Saved entries:
++++++++++++++++++++

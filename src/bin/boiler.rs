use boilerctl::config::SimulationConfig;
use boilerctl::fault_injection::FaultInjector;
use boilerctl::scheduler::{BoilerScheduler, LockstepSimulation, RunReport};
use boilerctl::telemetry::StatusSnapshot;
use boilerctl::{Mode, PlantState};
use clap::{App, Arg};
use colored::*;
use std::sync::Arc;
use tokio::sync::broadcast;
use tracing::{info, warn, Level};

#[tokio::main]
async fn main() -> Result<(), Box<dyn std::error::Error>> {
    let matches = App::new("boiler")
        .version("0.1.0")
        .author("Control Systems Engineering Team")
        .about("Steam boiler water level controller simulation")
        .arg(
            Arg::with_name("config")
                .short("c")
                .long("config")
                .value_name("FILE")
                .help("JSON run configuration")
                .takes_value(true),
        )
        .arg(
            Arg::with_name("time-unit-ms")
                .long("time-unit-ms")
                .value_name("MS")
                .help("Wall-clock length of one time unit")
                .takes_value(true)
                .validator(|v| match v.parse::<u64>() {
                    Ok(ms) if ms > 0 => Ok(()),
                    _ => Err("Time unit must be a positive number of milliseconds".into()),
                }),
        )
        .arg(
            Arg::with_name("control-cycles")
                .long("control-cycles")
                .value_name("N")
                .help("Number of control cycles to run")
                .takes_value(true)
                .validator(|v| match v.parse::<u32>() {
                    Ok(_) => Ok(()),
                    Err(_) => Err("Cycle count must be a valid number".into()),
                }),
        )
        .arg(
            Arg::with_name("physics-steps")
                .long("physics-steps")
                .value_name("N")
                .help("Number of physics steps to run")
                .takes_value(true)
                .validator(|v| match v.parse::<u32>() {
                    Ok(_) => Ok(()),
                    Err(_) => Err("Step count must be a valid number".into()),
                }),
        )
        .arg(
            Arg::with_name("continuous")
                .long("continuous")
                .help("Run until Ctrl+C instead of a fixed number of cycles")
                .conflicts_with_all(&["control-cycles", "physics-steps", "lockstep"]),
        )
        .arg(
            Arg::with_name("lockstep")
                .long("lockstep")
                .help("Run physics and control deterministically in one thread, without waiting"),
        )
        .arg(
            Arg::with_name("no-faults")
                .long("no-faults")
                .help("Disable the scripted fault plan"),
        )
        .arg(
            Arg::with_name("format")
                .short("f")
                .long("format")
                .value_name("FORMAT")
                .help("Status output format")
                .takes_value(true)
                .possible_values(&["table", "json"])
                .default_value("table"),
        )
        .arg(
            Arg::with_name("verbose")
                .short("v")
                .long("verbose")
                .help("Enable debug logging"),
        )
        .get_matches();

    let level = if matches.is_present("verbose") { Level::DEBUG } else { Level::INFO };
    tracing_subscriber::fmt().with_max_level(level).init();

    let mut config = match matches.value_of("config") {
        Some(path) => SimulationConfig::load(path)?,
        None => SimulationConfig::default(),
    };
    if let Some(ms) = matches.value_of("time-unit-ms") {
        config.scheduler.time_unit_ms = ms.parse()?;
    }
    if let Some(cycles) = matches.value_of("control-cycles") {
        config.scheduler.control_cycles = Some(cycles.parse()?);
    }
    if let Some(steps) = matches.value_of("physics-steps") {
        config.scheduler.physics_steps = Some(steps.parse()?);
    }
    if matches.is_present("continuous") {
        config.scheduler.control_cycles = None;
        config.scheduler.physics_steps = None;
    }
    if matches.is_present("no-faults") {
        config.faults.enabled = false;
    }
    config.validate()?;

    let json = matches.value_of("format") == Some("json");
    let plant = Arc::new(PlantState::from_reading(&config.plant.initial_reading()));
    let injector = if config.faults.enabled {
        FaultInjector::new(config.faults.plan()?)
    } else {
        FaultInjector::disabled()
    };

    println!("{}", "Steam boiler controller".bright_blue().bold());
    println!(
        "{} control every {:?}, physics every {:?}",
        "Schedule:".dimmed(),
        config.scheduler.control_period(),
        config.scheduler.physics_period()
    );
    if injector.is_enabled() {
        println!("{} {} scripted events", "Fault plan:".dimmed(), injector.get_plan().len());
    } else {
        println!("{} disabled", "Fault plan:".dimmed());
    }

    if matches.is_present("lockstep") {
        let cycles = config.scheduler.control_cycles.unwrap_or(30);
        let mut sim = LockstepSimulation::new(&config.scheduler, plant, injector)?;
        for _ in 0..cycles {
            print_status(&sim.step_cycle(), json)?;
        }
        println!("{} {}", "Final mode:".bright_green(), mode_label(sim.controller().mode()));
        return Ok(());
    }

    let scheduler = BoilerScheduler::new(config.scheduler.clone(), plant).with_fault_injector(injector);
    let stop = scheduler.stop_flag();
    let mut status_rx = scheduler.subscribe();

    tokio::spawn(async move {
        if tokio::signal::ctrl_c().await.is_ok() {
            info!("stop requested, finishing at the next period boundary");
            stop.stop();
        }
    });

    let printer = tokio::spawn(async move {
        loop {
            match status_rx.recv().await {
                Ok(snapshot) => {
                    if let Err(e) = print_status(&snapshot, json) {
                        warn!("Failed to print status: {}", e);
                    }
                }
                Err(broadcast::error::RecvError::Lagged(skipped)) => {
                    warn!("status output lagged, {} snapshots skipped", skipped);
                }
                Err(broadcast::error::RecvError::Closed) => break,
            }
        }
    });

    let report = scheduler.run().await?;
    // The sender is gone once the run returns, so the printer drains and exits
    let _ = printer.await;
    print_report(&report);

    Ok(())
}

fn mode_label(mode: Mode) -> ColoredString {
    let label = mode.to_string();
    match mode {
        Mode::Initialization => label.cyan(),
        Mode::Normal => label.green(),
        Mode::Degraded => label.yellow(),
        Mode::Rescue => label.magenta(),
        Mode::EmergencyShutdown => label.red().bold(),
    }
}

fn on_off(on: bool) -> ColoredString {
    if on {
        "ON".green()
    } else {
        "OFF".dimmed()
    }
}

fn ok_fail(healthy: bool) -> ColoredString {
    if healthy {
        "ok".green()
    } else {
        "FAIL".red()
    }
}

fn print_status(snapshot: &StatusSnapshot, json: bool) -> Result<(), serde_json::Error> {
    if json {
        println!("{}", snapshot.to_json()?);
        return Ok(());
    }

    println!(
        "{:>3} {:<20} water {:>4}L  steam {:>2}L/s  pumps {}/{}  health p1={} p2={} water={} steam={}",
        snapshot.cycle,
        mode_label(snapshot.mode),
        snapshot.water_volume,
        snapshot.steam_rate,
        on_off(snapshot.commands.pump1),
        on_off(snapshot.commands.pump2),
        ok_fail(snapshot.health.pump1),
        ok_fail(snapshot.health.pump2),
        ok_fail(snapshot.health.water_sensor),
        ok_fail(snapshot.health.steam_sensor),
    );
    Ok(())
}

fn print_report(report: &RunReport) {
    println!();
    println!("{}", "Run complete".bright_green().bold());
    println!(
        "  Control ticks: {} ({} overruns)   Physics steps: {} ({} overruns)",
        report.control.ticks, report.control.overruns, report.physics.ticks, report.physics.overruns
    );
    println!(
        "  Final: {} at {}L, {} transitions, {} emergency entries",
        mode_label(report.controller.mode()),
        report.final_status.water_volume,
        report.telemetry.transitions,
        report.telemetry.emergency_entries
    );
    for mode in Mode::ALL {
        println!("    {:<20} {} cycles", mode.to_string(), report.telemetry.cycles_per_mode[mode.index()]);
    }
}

++++++++++++++++++++

# Instructions for the task
Every line above that holds the string "stop" should be copied into the answer.

# Output of the exercise
    let stop = scheduler.stop_flag();
            info!("stop requested, finishing at the next period boundary");
            stop.stop();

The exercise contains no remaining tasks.